What to produce:
Look through the records below and copy each line that includes the word "true".

- - - - -

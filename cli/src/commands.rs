//! REPL command parsing
//!
//! Lines starting with `/` are commands; anything else is said to the tutor.

/// A parsed input line
#[derive(Clone, Debug, PartialEq, Eq)]
pub enum Command {
    /// Send text to the tutor
    Say(String),
    /// Show the rest of the current reply
    Skip,
    /// List commands
    Help,
    /// Empty the conversation
    Clear,
    /// Leave
    Quit,
    /// Set the biography; empty clears it
    Bio(String),
    /// Link an expression name to an image
    Expression {
        /// Expression name
        name: String,
        /// Image link
        link: String,
    },
    /// List expressions
    Expressions,
    /// Print the system instruction
    Prompt,
    /// Store the OpenAI key
    Key(String),
    /// Store the WaniKani key and refresh progress
    WaniKani(String),
    /// Anything starting with `/` we don't know
    Unknown(String),
}

/// Help text for `/help`
pub const HELP: &str = "\
Commands:
  /help                      show this help
  /skip (or empty line)      show the rest of the reply
  /clear                     start a new conversation
  /bio [text]                tell the tutor about yourself (no text clears)
  /expression <name> <link>  set the image for an expression
  /expressions               list expressions
  /prompt                    print the system instruction
  /key <openai-key>          save your OpenAI key
  /wanikani <api-key>        save your WaniKani key and load your progress
  /quit                      leave";

/// Parse one line of input
#[must_use]
pub fn parse(line: &str) -> Command {
    let trimmed = line.trim();
    if trimmed.is_empty() {
        return Command::Skip;
    }

    let Some(rest) = trimmed.strip_prefix('/') else {
        return Command::Say(line.trim_end_matches(['\r', '\n']).to_string());
    };

    let (name, arg) = match rest.split_once(char::is_whitespace) {
        Some((name, arg)) => (name, arg.trim()),
        None => (rest, ""),
    };

    match name {
        "help" | "h" | "?" => Command::Help,
        "skip" => Command::Skip,
        "clear" => Command::Clear,
        "quit" | "exit" | "q" => Command::Quit,
        "bio" => Command::Bio(arg.to_string()),
        "expressions" => Command::Expressions,
        "expression" => match arg.split_once(char::is_whitespace) {
            Some((name, link)) => Command::Expression {
                name: name.to_string(),
                link: link.trim().to_string(),
            },
            None => Command::Unknown(trimmed.to_string()),
        },
        "prompt" => Command::Prompt,
        "key" if !arg.is_empty() => Command::Key(arg.to_string()),
        "wanikani" if !arg.is_empty() => Command::WaniKani(arg.to_string()),
        _ => Command::Unknown(trimmed.to_string()),
    }
}

#[cfg(test)]
mod tests {
    use super::*;
    use pretty_assertions::assert_eq;

    #[test]
    fn test_plain_text_is_said() {
        assert_eq!(parse("元気です\n"), Command::Say("元気です".to_string()));
        assert_eq!(parse("  はい"), Command::Say("  はい".to_string()));
    }

    #[test]
    fn test_blank_line_skips() {
        assert_eq!(parse(""), Command::Skip);
        assert_eq!(parse("   "), Command::Skip);
        assert_eq!(parse("/skip"), Command::Skip);
    }

    #[test]
    fn test_simple_commands() {
        assert_eq!(parse("/help"), Command::Help);
        assert_eq!(parse("/clear"), Command::Clear);
        assert_eq!(parse("/quit"), Command::Quit);
        assert_eq!(parse("/prompt"), Command::Prompt);
        assert_eq!(parse("/expressions"), Command::Expressions);
    }

    #[test]
    fn test_bio() {
        assert_eq!(
            parse("/bio 大学生です。猫が好き"),
            Command::Bio("大学生です。猫が好き".to_string())
        );
        assert_eq!(parse("/bio"), Command::Bio(String::new()));
    }

    #[test]
    fn test_expression() {
        assert_eq!(
            parse("/expression happy https://example.com/h.png"),
            Command::Expression {
                name: "happy".to_string(),
                link: "https://example.com/h.png".to_string(),
            }
        );
        assert!(matches!(parse("/expression happy"), Command::Unknown(_)));
    }

    #[test]
    fn test_keys_require_argument() {
        assert_eq!(parse("/key sk-123"), Command::Key("sk-123".to_string()));
        assert_eq!(parse("/wanikani abc"), Command::WaniKani("abc".to_string()));
        assert!(matches!(parse("/key"), Command::Unknown(_)));
        assert!(matches!(parse("/nope"), Command::Unknown(_)));
    }
}
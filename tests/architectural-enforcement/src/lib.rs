//! Architectural Enforcement Integration Tests
//!
//! This package holds source scans that keep the workspace honest:
//! - No blocking I/O inside async functions
//! - No sleeping in production code (reveal timing is tick driven)
//! - Rendering and prompt modules stay pure
//! - No `unwrap()` / `expect()` outside tests
//!
//! The helpers here are shared by the scans under `tests/`.

use std::fs;
use std::path::{Path, PathBuf};

/// Workspace root, two levels above this package
pub fn workspace_root() -> PathBuf {
    Path::new(env!("CARGO_MANIFEST_DIR"))
        .join("..")
        .join("..")
}

/// Every `.rs` file under `dir` (relative to the workspace root)
pub fn rust_files(dir: &str) -> Vec<PathBuf> {
    let root = workspace_root().join(dir);
    assert!(root.exists(), "missing source directory: {}", root.display());

    walkdir::WalkDir::new(root)
        .into_iter()
        .filter_map(|e| e.ok())
        .filter(|e| e.path().extension().and_then(|s| s.to_str()) == Some("rs"))
        .map(|e| e.into_path())
        .collect()
}

/// A production source line: 1-based number and code with comments removed
#[derive(Debug, Clone)]
pub struct SourceLine {
    /// Line number in the file
    pub number: usize,
    /// Code before any `//`
    pub code: String,
}

/// Production lines of `content`
///
/// Everything from the first `#[cfg(test)]` on is treated as test code.
pub fn production_lines(content: &str) -> Vec<SourceLine> {
    content
        .lines()
        .enumerate()
        .take_while(|(_, line)| !line.trim_start().starts_with("#[cfg(test)]"))
        .map(|(idx, line)| SourceLine {
            number: idx + 1,
            code: line.split("//").next().unwrap_or(line).to_string(),
        })
        .collect()
}

/// Read a file's production lines, or nothing if unreadable
pub fn read_production_lines(path: &Path) -> Vec<SourceLine> {
    fs::read_to_string(path)
        .map(|content| production_lines(&content))
        .unwrap_or_default()
}

/// If `line` opens a function, whether that function is async
pub fn function_header(line: &str) -> Option<bool> {
    let trimmed = line.trim_start();
    let rest = trimmed
        .strip_prefix("pub(crate) ")
        .or_else(|| trimmed.strip_prefix("pub(super) "))
        .or_else(|| trimmed.strip_prefix("pub "))
        .unwrap_or(trimmed);

    if rest.starts_with("async fn ") {
        Some(true)
    } else if rest.starts_with("fn ") {
        Some(false)
    } else {
        None
    }
}

/// Whether the function enclosing `lines[idx]` is async
pub fn in_async_function(lines: &[SourceLine], idx: usize) -> bool {
    lines[..=idx]
        .iter()
        .rev()
        .find_map(|line| function_header(&line.code))
        .unwrap_or(false)
}

/// Format a violation for the report
pub fn violation(path: &Path, line: &SourceLine, what: &str) -> String {
    let relative = path.strip_prefix(workspace_root()).unwrap_or(path);
    format!(
        "{}:{} - {}: {}",
        relative.display(),
        line.number,
        what,
        line.code.trim()
    )
}

#[cfg(test)]
mod tests {
    use super::*;

    #[test]
    fn test_function_header() {
        assert_eq!(function_header("pub async fn submit(&mut self) {"), Some(true));
        assert_eq!(function_header("    async fn send(&self) {"), Some(true));
        assert_eq!(function_header("pub fn open(path: &Path) {"), Some(false));
        assert_eq!(function_header("    pub(crate) fn build_body() {"), Some(false));
        assert_eq!(function_header("let f = 1;"), None);
    }

    #[test]
    fn test_async_detection() {
        let lines = production_lines(
            "async fn bad() {\n    let s = std::fs::read_to_string(\"x\");\n}\nfn good() {\n    std::fs::write(\"x\", \"y\");\n}",
        );
        assert!(in_async_function(&lines, 1));
        assert!(!in_async_function(&lines, 4));
    }

    #[test]
    fn test_test_code_is_skipped() {
        let lines = production_lines("fn a() {}\n#[cfg(test)]\nmod tests {\n    fn b() { x.unwrap(); }\n}");
        assert_eq!(lines.len(), 1);
    }

    #[test]
    fn test_comments_are_stripped() {
        let lines = production_lines("let a = 1; // std::fs::read");
        assert_eq!(lines[0].code.trim(), "let a = 1;");
    }
}
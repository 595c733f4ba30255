use std::cmp::Ordering;
use std::hash::{Hash, Hasher};

use crate::{
    ids::{CategoryId, RecipeId},
    recipe::Recipe,
};

/// A recipe category ("Dessert", "Breakfast", ...).
///
/// The id is assigned when the catalog is built; a category created outside
/// a catalog starts without one. Identity is the id alone, with an unassigned
/// id ordering before every assigned one.
#[derive(Debug, Clone)]
pub struct Category {
    id: Option<CategoryId>,
    name: String,
    recipes: Vec<RecipeId>,
}

impl Category {
    pub fn new(name: impl Into<String>) -> Self {
        Self {
            id: None,
            name: name.into(),
            recipes: Vec::new(),
        }
    }

    #[must_use]
    pub fn with_id(mut self, id: CategoryId) -> Self {
        self.id = Some(id);
        self
    }

    pub fn id(&self) -> Option<CategoryId> {
        self.id
    }

    pub fn name(&self) -> &str {
        &self.name
    }

    /// Recipe ids in insertion order. Duplicates are possible, see
    /// [`add_recipe`](Self::add_recipe).
    pub fn recipes(&self) -> &[RecipeId] {
        &self.recipes
    }

    /// Appends `recipe` unconditionally.
    ///
    /// In contrast to [`Author::add_recipe`](crate::Author::add_recipe)
    /// there is no duplicate check. Callers that need the stricter rule
    /// have to enforce it themselves.
    pub fn add_recipe(&mut self, recipe: &Recipe) {
        self.recipes.push(recipe.id());
    }
}

impl PartialEq for Category {
    fn eq(&self, other: &Self) -> bool {
        self.id == other.id
    }
}

impl Eq for Category {}

impl Hash for Category {
    fn hash<H: Hasher>(&self, state: &mut H) {
        self.id.hash(state);
    }
}

impl PartialOrd for Category {
    fn partial_cmp(&self, other: &Self) -> Option<Ordering> {
        Some(self.cmp(other))
    }
}

impl Ord for Category {
    fn cmp(&self, other: &Self) -> Ordering {
        self.id.cmp(&other.id)
    }
}
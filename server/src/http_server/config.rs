use std::sync::Arc;

use axum::extract::FromRef;
use recipes::Catalog;

use crate::{AppConfig, AppState};

impl FromRef<AppState> for AppConfig {
    fn from_ref(state: &AppState) -> Self {
        state.app.clone()
    }
}

impl FromRef<AppState> for Arc<Catalog> {
    fn from_ref(state: &AppState) -> Self {
        state.catalog.clone()
    }
}
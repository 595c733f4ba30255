use std::cmp::Ordering;
use std::hash::{Hash, Hasher};

use crate::{
    error::DomainError,
    ids::{AuthorId, RecipeId},
    recipe::Recipe,
};

/// A recipe author.
///
/// Owns the ordered list of recipes it published; the same recipe can only
/// appear once. Identity is the author id alone, so renaming an author does
/// not change equality or ordering.
#[derive(Debug, Clone)]
pub struct Author {
    id: AuthorId,
    name: String,
    recipes: Vec<RecipeId>,
}

impl Author {
    pub fn new(id: AuthorId, name: impl Into<String>) -> Self {
        Self {
            id,
            name: name.into(),
            recipes: Vec::new(),
        }
    }

    pub fn id(&self) -> AuthorId {
        self.id
    }

    pub fn name(&self) -> &str {
        &self.name
    }

    /// Recipe ids in insertion order.
    pub fn recipes(&self) -> &[RecipeId] {
        &self.recipes
    }

    /// Records that this author published `recipe`.
    ///
    /// Unlike [`Category::add_recipe`](crate::Category::add_recipe) this
    /// rejects a recipe that is already present.
    pub fn add_recipe(&mut self, recipe: &Recipe) -> Result<(), DomainError> {
        if self.recipes.contains(&recipe.id()) {
            return Err(DomainError::DuplicateRecipe(recipe.id()));
        }

        self.recipes.push(recipe.id());

        Ok(())
    }
}

impl PartialEq for Author {
    fn eq(&self, other: &Self) -> bool {
        self.id == other.id
    }
}

impl Eq for Author {}

impl Hash for Author {
    fn hash<H: Hasher>(&self, state: &mut H) {
        self.id.hash(state);
    }
}

impl PartialOrd for Author {
    fn partial_cmp(&self, other: &Self) -> Option<Ordering> {
        Some(self.cmp(other))
    }
}

impl Ord for Author {
    fn cmp(&self, other: &Self) -> Ordering {
        self.id.cmp(&other.id)
    }
}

- - - - -

Output of the task:
        Some(true)
        assert_eq!(function_header("pub async fn submit(&mut self) {"), Some(true));
        assert_eq!(function_header("    async fn send(&self) {"), Some(true));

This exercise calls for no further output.